[MATERIAL PROVIDED Boundary: Start]

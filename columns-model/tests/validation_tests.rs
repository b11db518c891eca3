use columns_model::{
    validate, BreakpointOption, BreakpointSet, Configuration, IssueKind, Preset, SizeOption,
};
use pretty_assertions::assert_eq;

fn valid_config() -> Configuration {
    let set = BreakpointSet::with_defaults("Breakpoints 1");
    let preset = Preset::new("Preset 1", vec!["hero".into()], set.id.clone());
    Configuration::new(vec![preset], vec![set])
}

fn kinds(config: &Configuration) -> Vec<IssueKind> {
    validate(config).into_iter().map(|i| i.kind).collect()
}

// ── Clean documents ──────────────────────────────────────────────

#[test]
fn default_configuration_is_valid() {
    assert!(validate(&valid_config()).is_empty());
}

#[test]
fn empty_accepted_types_is_not_an_issue() {
    let mut config = valid_config();
    config.presets[0].clear();
    assert!(validate(&config).is_empty());
}

// ── Deferred conditions ──────────────────────────────────────────

#[test]
fn dangling_reference_is_reported_on_the_preset() {
    let mut config = valid_config();
    config.breakpoints.clear();
    let issues = validate(&config);
    assert_eq!(issues.len(), 1);
    assert_eq!(issues[0].uid, config.presets[0].uid);
    assert_eq!(
        issues[0].kind,
        IssueKind::DanglingBreakpoints {
            id: "breakpoints-1".into()
        }
    );
}

#[test]
fn blank_option_is_reported() {
    let mut config = valid_config();
    let uid = config.breakpoints[0].breakpoints[0].add_option();
    let issues = validate(&config);
    assert_eq!(issues.len(), 2);
    assert!(issues.iter().all(|i| i.uid == uid));
    assert_eq!(kinds(&config), vec![IssueKind::EmptyLabel, IssueKind::EmptyValue]);
}

#[test]
fn duplicate_breakpoint_value_is_reported_once() {
    let mut config = valid_config();
    let mut copy = config.breakpoints[0].breakpoints[0].deep_copy();
    copy.label = "Desktop again".into();
    config.breakpoints[0].add_breakpoint(copy);
    assert_eq!(
        kinds(&config),
        vec![IssueKind::DuplicateBreakpointValue {
            value: "desktop".into()
        }]
    );
}

#[test]
fn empty_collections_are_reported() {
    let set = BreakpointSet::new("Empty", vec![]);
    let bare = BreakpointSet::new("Bare", vec![BreakpointOption::new("Desktop", "desktop", vec![])]);
    let config = Configuration::new(vec![], vec![set, bare]);
    assert_eq!(kinds(&config), vec![IssueKind::NoBreakpoints, IssueKind::NoSizeOptions]);
}

#[test]
fn colliding_ids_are_reported_on_the_later_entity() {
    let mut config = valid_config();
    let mut second = BreakpointSet::new(
        "Other",
        vec![BreakpointOption::new("All", "all", vec![SizeOption::new("Full", "12")])],
    );
    second.rename("Breakpoints-1");
    let second_uid = second.uid.clone();
    config.breakpoints.push(second);

    let issues = validate(&config);
    assert_eq!(issues.len(), 1);
    assert_eq!(issues[0].uid, second_uid);
    assert_eq!(
        issues[0].kind,
        IssueKind::DuplicateId {
            id: "breakpoints-1".into()
        }
    );
}

#[test]
fn issue_display_names_the_problem() {
    let mut config = valid_config();
    config.presets[0].breakpoints = "gone".into();
    let message = validate(&config)[0].to_string();
    assert!(message.contains("\"gone\""));
}
use core::fmt;

use crate::classify::{CharClass, Classifier, CLASS_COUNT};

/// A row (record) ending.
///
/// `Detect` adopts the first ending observed in the data: a lone `\n` locks
/// `Lf`, a `\r` followed by `\n` locks `CrLf`, and a `\r` followed by
/// anything else locks `Cr`. Once locked, later records must agree.
#[derive(Clone, Copy, Debug, Eq, PartialEq)]
pub enum RowEnding {
    /// `\r` terminates a record.
    Cr,
    /// `\n` terminates a record.
    Lf,
    /// `\r\n` terminates a record.
    CrLf,
    /// Infer the ending from the first record.
    Detect,
}

impl Default for RowEnding {
    fn default() -> RowEnding {
        RowEnding::Detect
    }
}

/// An error produced while tokenizing CSV data.
///
/// Once a reader reports an error it is stuck: every subsequent call
/// reports the same error until [`Reader::reset`] is called.
#[derive(Clone, Copy, Debug, Eq, PartialEq)]
pub enum ReadError {
    /// An illegal byte followed the in-quote escape character.
    UnexpectedCharInEscape,
    /// The input ended in the middle of a quoted value.
    UnexpectedEnd,
    /// An illegal byte appeared where a separator or row ending was
    /// expected. This includes row endings that disagree with the
    /// configured (or detected) ending.
    ExpectedEndOfRecordOrValue,
}

impl fmt::Display for ReadError {
    fn fmt(&self, f: &mut fmt::Formatter) -> fmt::Result {
        match *self {
            ReadError::UnexpectedCharInEscape => {
                write!(f, "unexpected character in escape sequence")
            }
            ReadError::UnexpectedEnd => {
                write!(f, "unexpected end of data inside a quoted value")
            }
            ReadError::ExpectedEndOfRecordOrValue => {
                write!(f, "expected a separator or row ending")
            }
        }
    }
}

/// An error produced when a dialect cannot be built.
#[derive(Clone, Copy, Debug, Eq, PartialEq)]
pub enum DialectError {
    /// The same byte was assigned to two different dialect roles.
    Conflict(u8),
    /// An in-quote escape byte was configured without a quote byte.
    EscapeWithoutQuote,
    /// `\r` or `\n` was used as a dialect byte.
    Reserved(u8),
    /// A whitespace byte was used as a dialect byte while a whitespace
    /// trimming treatment is enabled.
    Whitespace(u8),
}

impl fmt::Display for DialectError {
    fn fmt(&self, f: &mut fmt::Formatter) -> fmt::Result {
        match *self {
            DialectError::Conflict(b) => {
                write!(f, "byte {:?} is used for two dialect roles", b as char)
            }
            DialectError::EscapeWithoutQuote => {
                write!(f, "an escape byte requires a quote byte")
            }
            DialectError::Reserved(b) => {
                write!(
                    f,
                    "byte {:?} is reserved for row endings",
                    b as char
                )
            }
            DialectError::Whitespace(b) => {
                write!(
                    f,
                    "whitespace byte {:?} cannot be a dialect byte when \
                     trimming is enabled",
                    b as char
                )
            }
        }
    }
}

/// Validate a dialect.
///
/// `trimming` is true when any whitespace treatment other than `Preserve`
/// is in effect.
pub(crate) fn validate_dialect(
    separator: u8,
    quote: Option<u8>,
    escape: Option<u8>,
    comment: Option<u8>,
    trimming: bool,
) -> Result<(), DialectError> {
    if escape.is_some() && quote.is_none() {
        return Err(DialectError::EscapeWithoutQuote);
    }
    // The escape byte may coincide with the quote byte (quote doubling),
    // but every other pair of roles must be distinct.
    let mut roles = [Some(separator), quote, comment, None];
    if escape != quote {
        roles[3] = escape;
    }
    for i in 0..roles.len() {
        for j in (i + 1)..roles.len() {
            if let (Some(a), Some(b)) = (roles[i], roles[j]) {
                if a == b {
                    return Err(DialectError::Conflict(a));
                }
            }
        }
    }
    for b in roles.iter().filter_map(|&b| b).chain(escape) {
        if b == b'\r' || b == b'\n' {
            return Err(DialectError::Reserved(b));
        }
        if trimming && (b == b' ' || b == b'\t') {
            return Err(DialectError::Whitespace(b));
        }
    }
    Ok(())
}
impl<T> Assembler<T> {
    pub(crate) fn new(binding: RowBinding<T>) -> Assembler<T> {
        let ncols = binding.columns.len();
        let slots = match binding.provider {
            Provider::Instance(_) => 0,
            Provider::Constructor { slots, .. } => slots,
        };
        Assembler {
            binding,
            row: None,
            hold: Hold::new(slots),
            staged: vec![],
            received: vec![false; ncols],
            row_number: 0,
        }
    }

    pub(crate) fn binding(&self) -> &RowBinding<T> {
        &self.binding
    }

    pub(crate) fn row_number(&self) -> u64 {
        self.row_number
    }

    /// Apply one column's text. `index` indexes the binding's columns.
    pub(crate) fn value(&mut self, index: usize, text: &str) -> Result<()> {
        let row_number = self.row_number;
        let col = &mut self.binding.columns[index];
        let ctx = ReadContext::new(
            ReadMode::ConvertingColumn,
            row_number,
            Some((index, &col.name)),
        );
        let parsed = (col.parser)(text, &ctx).ok_or_else(|| {
            Error::from(ErrorKind::Parse {
                row: row_number,
                column: col.name.clone(),
                input: text.to_string(),
            })
        })?;
        match self.binding.provider {
            Provider::Instance(ref mut provider) => {
                let row = self.row.get_or_insert_with(|| provider());
                if let Some(reset) = col.reset.as_mut() {
                    reset(row, &ctx).map_err(|err| {
                        convert_error(row_number, &col.name, err)
                    })?;
                }
                let setter =
                    col.setter.as_mut().expect("member columns have setters");
                setter(row, parsed, &ctx).map_err(|err| {
                    convert_error(row_number, &col.name, err)
                })?;
            }
            Provider::Constructor { .. } => match col.target {
                Target::ConstructorParameter(slot) => {
                    self.hold.put(slot, parsed);
                }
                Target::Member => {
                    self.staged.push((index, parsed));
                }
            },
        }
        self.received[index] = true;
        Ok(())
    }

    /// Close the record and produce the row.
    pub(crate) fn finish(&mut self) -> Result<T> {
        self.check_required()?;
        let ctx =
            ReadContext::new(ReadMode::ConvertingRow, self.row_number, None);
        let row = match self.binding.provider {
            Provider::Instance(ref mut provider) => {
                // A record whose columns all went unmatched still yields a
                // (default) row.
                self.row.take().unwrap_or_else(|| provider())
            }
            Provider::Constructor { ref mut build, .. } => {
                let row_number = self.row_number;
                let mut row = build(&mut self.hold, &ctx)?;
                for (index, value) in self.staged.drain(..) {
                    let col = &mut self.binding.columns[index];
                    let ctx = ReadContext::new(
                        ReadMode::ConvertingRow,
                        row_number,
                        Some((index, &col.name)),
                    );
                    if let Some(reset) = col.reset.as_mut() {
                        reset(&mut row, &ctx).map_err(|err| {
                            convert_error(row_number, &col.name, err)
                        })?;
                    }
                    let setter = col
                        .setter
                        .as_mut()
                        .expect("member columns have setters");
                    setter(&mut row, value, &ctx).map_err(|err| {
                        convert_error(row_number, &col.name, err)
                    })?;
                }
                row
            }
        };
        self.reset_record();
        self.row_number += 1;
        Ok(row)
    }

    /// Like [`Assembler::finish`], but applies the record to an existing
    /// row instead of producing a new one.
    pub(crate) fn finish_into(&mut self, row: &mut T) -> Result<()> {
        match self.binding.provider {
            Provider::Instance(_) => {
                self.check_required()?;
                // Values were applied to a fresh row; move it over.
                if let Some(built) = self.row.take() {
                    *row = built;
                } else {
                    // No column matched; leave a fresh default row.
                    if let Provider::Instance(ref mut provider) =
                        self.binding.provider
                    {
                        *row = provider();
                    }
                }
                self.reset_record();
                self.row_number += 1;
                Ok(())
            }
            Provider::Constructor { .. } => {
                *row = self.finish()?;
                Ok(())
            }
        }
    }

    /// Discard any partially assembled record, for error recovery.
    pub(crate) fn abandon(&mut self) {
        self.reset_record();
    }

    fn reset_record(&mut self) {
        self.row = None;
        self.hold.clear();
        self.staged.clear();
        for r in &mut self.received {
            *r = false;
        }
    }

    fn check_required(&self) -> Result<()> {
        for (i, col) in self.binding.columns.iter().enumerate() {
            let missing = !self.received[i]
                && match col.target {
                    Target::Member => col.required,
                    Target::ConstructorParameter(slot) => {
                        !self.hold.is_filled(slot)
                    }
                };
            if missing {
                return Err(Error::from(ErrorKind::RequiredColumnMissing {
                    column: col.name.clone(),
                    row: self.row_number,
                }));
            }
        }
        Ok(())
    }
}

[MATERIAL PROVIDED Boundary: End]

→ TASK REQUIREMENTS
Search the records for the string "ConstructorParameter" and report each line that has it.

→ RESULT BELOW
                Target::ConstructorParameter(slot) => {
                    Target::ConstructorParameter(slot) => {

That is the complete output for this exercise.